George Danzig was a senior at Stanford University during the 1930’s during the great economic depression. All the seniors knew they’d be joining unemployment lines when the class graduated. There was a slim chance that the top person in the class might get a teaching job. George was not at the head of his class, but he hoped that if he were able to achieve a perfect score on the final exam, he might be given a job. He studied so hard for the exam that he arrived late to class. When he got to class, the others were already hard at work. He was embarrassed and just picked up his paper and slunk into his desk. He sat down and worked on the eight problems on the test paper; then he started on the two written on the board. Try as he might, he couldn’t solve either of them. He was devastated. Out of the ten problems, he had missed two for sure. But just as he was about to hand in the paper, he took a chance and asked the professor if he could have a couple of days to work on the two he had missed. He was surprised when his professor agreed.
George rushed home and plunged into those equations with a vengeance. He spent hours and hours, but he could find the solution for only one of them. He never could solve the other. It was impossible. When he turned in the test, he knew he had lost all chance of a job. That was the darkest moment of his life.
The next morning a pounding on the door awakened George. It was his math professor, very excited. ‘George! George!’ he kept shouting, ‘You’ve made mathematics history!’
George didn’t know what his professor was talking about. The professor explained. Before the exam, he had encouraged the class to keep trying in spite of setback and failure. ‘Don’t be discouraged,’ he had counseled. ‘Remember, there are classic problems that no one can solve. Even Einstein was unable to unlock their secrets.’ He then wrote two of those problems on the blackboard. George had come to class late and missed those opening remarks. He didn’t know the problems on the board were impossible to solve. He thought they were part of his exam and was determined that he could work on them. And he solved one! He did the impossible. That very morning the professor made George Danzig his assistant. He taught at Stanford until his retirement.[i]
What seemed impossible became a reality. God is still reaching out through unlikely people to influence our world. This is seen in the Christmas story.
At the time of Jesus’ birth, the people of Judea looked down with contempt upon those who lived in Galilee. Even though they were all Jews they felt that the Galileans were ‘not kosher,’ which meant that they were considered unclean. The reason they felt this way was because of their proximity and intermingling with the Gentiles in the area. Many cities in Galilee were predominately Gentile in makeup. Not only did the Jews from Judea look down upon the Galileans, but one community especially was considered undesirable, namely Nazareth. This is reflected in Nathanael’s comment to Philip when he was inviting Nathanael to meet Jesus.

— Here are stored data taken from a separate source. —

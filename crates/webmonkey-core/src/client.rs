//! HTTP client adapter.
//!
//! Probes talk to the target application only through [`HttpClient`], which
//! reduces every exchange to a status code (and an unused body). Transport
//! failures surface as [`ClientError`] so callers can tell "got a response"
//! apart from "could not reach the server".

use std::fmt;
use std::time::Duration;

use async_trait::async_trait;
use reqwest::redirect::Policy;
use reqwest::{Client, Url};
use serde::{Deserialize, Serialize};
use tracing::debug;

use crate::config::MonkeyConfig;
use crate::error::{ClientError, MonkeyError, Result};

/// HTTP methods used by the probes.
#[derive(Debug, Clone, Copy, PartialEq, Eq, Hash, Serialize, Deserialize)]
#[serde(rename_all = "UPPERCASE")]
pub enum HttpMethod {
    Get,
    Post,
}

impl HttpMethod {
    pub fn as_str(&self) -> &'static str {
        match self {
            HttpMethod::Get => "GET",
            HttpMethod::Post => "POST",
        }
    }
}

impl fmt::Display for HttpMethod {
    fn fmt(&self, f: &mut fmt::Formatter<'_>) -> fmt::Result {
        f.write_str(self.as_str())
    }
}

/// One outgoing probe request. The path is joined against the base URL.
#[derive(Debug, Clone, PartialEq, Eq, Serialize, Deserialize)]
pub struct ProbeRequest {
    pub method: HttpMethod,
    pub path: String,
    /// Form-encoded body fields (POST only).
    pub form: Vec<(String, String)>,
    /// Query string parameters.
    pub query: Vec<(String, String)>,
}

impl ProbeRequest {
    pub fn get(path: impl Into<String>) -> Self {
        Self::new(HttpMethod::Get, path)
    }

    pub fn post(path: impl Into<String>) -> Self {
        Self::new(HttpMethod::Post, path)
    }

    fn new(method: HttpMethod, path: impl Into<String>) -> Self {
        Self {
            method,
            path: path.into(),
            form: Vec::new(),
            query: Vec::new(),
        }
    }

    /// Add a form field.
    pub fn form(mut self, key: impl Into<String>, value: impl Into<String>) -> Self {
        self.form.push((key.into(), value.into()));
        self
    }

    /// Add a query parameter.
    pub fn query(mut self, key: impl Into<String>, value: impl Into<String>) -> Self {
        self.query.push((key.into(), value.into()));
        self
    }

    /// `METHOD path` label used in logs and diagnostics.
    pub fn label(&self) -> String {
        format!("{} {}", self.method, self.path)
    }
}

/// Response as seen by a probe.
#[derive(Debug, Clone, PartialEq, Eq)]
pub struct ProbeResponse {
    pub status: u16,
    pub body: String,
}

impl ProbeResponse {
    pub fn with_status(status: u16) -> Self {
        Self {
            status,
            body: String::new(),
        }
    }
}

/// Capability the probes need from an HTTP session.
#[async_trait]
pub trait HttpClient: Send + Sync {
    /// Issue one request and return the response status.
    ///
    /// Any HTTP status is `Ok`; only transport-level failures are `Err`.
    async fn request(&self, request: &ProbeRequest) -> std::result::Result<ProbeResponse, ClientError>;
}

/// Cookie-carrying session bound to one base URL.
///
/// Cookies set by one probe (e.g. a login) are replayed on every later
/// request made through the same instance. Redirects are not followed so
/// that 3xx statuses reach the probe's acceptance set.
#[derive(Debug, Clone)]
pub struct SessionClient {
    base_url: Url,
    http: Client,
}

impl SessionClient {
    /// Build a fresh session (empty cookie jar) for the configured target.
    pub fn new(config: &MonkeyConfig) -> Result<Self> {
        let base_url = config.parsed_base_url()?;
        let http = Client::builder()
            .user_agent(config.user_agent.as_str())
            .cookie_store(true)
            .redirect(Policy::none())
            .build()
            .map_err(ClientError::from)?;

        debug!(base_url = %base_url, "Created session client");
        Ok(Self { base_url, http })
    }

    /// Resolve a probe path against the base URL.
    pub fn resolve(&self, path: &str) -> std::result::Result<Url, ClientError> {
        self.base_url
            .join(path)
            .map_err(|e| ClientError::InvalidUrl(format!("{}: {}", path, e)))
    }
}

#[async_trait]
impl HttpClient for SessionClient {
    async fn request(&self, request: &ProbeRequest) -> std::result::Result<ProbeResponse, ClientError> {
        let url = self.resolve(&request.path)?;

        let mut builder = match request.method {
            HttpMethod::Get => self.http.get(url),
            HttpMethod::Post => self.http.post(url),
        };
        if !request.query.is_empty() {
            builder = builder.query(&request.query);
        }
        if !request.form.is_empty() {
            builder = builder.form(&request.form);
        }

        let response = builder.send().await?;
        let status = response.status().as_u16();
        let body = response.text().await?;

        debug!(request = %request.label(), status, "Probe request completed");
        Ok(ProbeResponse { status, body })
    }
}

/// Issue one plain GET against the base URL with a short timeout.
///
/// Any HTTP response means the target is up; a transport failure is
/// reported as [`MonkeyError::Unreachable`].
pub async fn probe_reachability(base_url: &str, timeout: Duration) -> Result<u16> {
    let url = Url::parse(base_url)
        .map_err(|e| MonkeyError::InvalidConfig(format!("base URL {:?}: {}", base_url, e)))?;
    let http = Client::builder()
        .timeout(timeout)
        .build()
        .map_err(ClientError::from)?;

    match http.get(url.clone()).send().await {
        Ok(response) => {
            let status = response.status().as_u16();
            debug!(url = %url, status, "Target reachable");
            Ok(status)
        }
        Err(e) => Err(MonkeyError::Unreachable {
            url: url.to_string(),
            reason: ClientError::from(e).to_string(),
        }),
    }
}

#[cfg(test)]
mod tests {
    use super::*;

    #[test]
    fn test_request_builders() {
        let req = ProbeRequest::post("/user/login")
            .form("username", "testuser_1")
            .form("password", "password_1");
        assert_eq!(req.method, HttpMethod::Post);
        assert_eq!(req.form.len(), 2);
        assert!(req.query.is_empty());
        assert_eq!(req.label(), "POST /user/login");

        let req = ProbeRequest::get("/search").query("q", "test_7");
        assert_eq!(req.method, HttpMethod::Get);
        assert_eq!(req.query, vec![("q".to_string(), "test_7".to_string())]);
    }

    #[test]
    fn test_method_display() {
        assert_eq!(HttpMethod::Get.to_string(), "GET");
        assert_eq!(HttpMethod::Post.to_string(), "POST");
    }

    #[test]
    fn test_resolve_replaces_base_path() {
        let config = MonkeyConfig::new("http://localhost:8080/app/");
        let client = SessionClient::new(&config).expect("client");
        let url = client.resolve("/profile/user_3").expect("resolve");
        assert_eq!(url.as_str(), "http://localhost:8080/profile/user_3");
    }

    #[test]
    fn test_session_rejects_invalid_base_url() {
        let config = MonkeyConfig::new("::nonsense::");
        assert!(matches!(
            SessionClient::new(&config),
            Err(MonkeyError::InvalidConfig(_))
        ));
    }
}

Philip, like Andrew and Peter, was from the town of Bethsaida.
Philip found Nathanael and told him, ‘We have found the one Moses wrote about in the Law, and about whom the prophets also wrote—Jesus of Nazareth, the son of Joseph.
‘Nazareth! Can anything good come from there?’ Nathanael asked. ‘Come and see,’ said Philip.[ii]
Yet, in this insignificant and despised place, God choose an unlikely young maiden to be the mother of the Son of God. Mingled into the impossible challenge and the incredible miracle is the potential for great misunderstanding, criticism, and possibly great danger. What would you do? God has a plan for each of us. Incredible challenges happen to those that God chooses. God’s appointments to serve generally go to obscure and unknown people, people like you and me. God works through ordinary people. How have you responded to God’s call on your life? Maybe more importantly, how are we going to respond to God’s call today? Let’s examine a very familiar story, but see the story not from hindsight but rather as a present challenge to each of us. God is calling us! God desires to utilize our lives for His purposes. How will we respond? There are generally three elements to God’s calling in our lives.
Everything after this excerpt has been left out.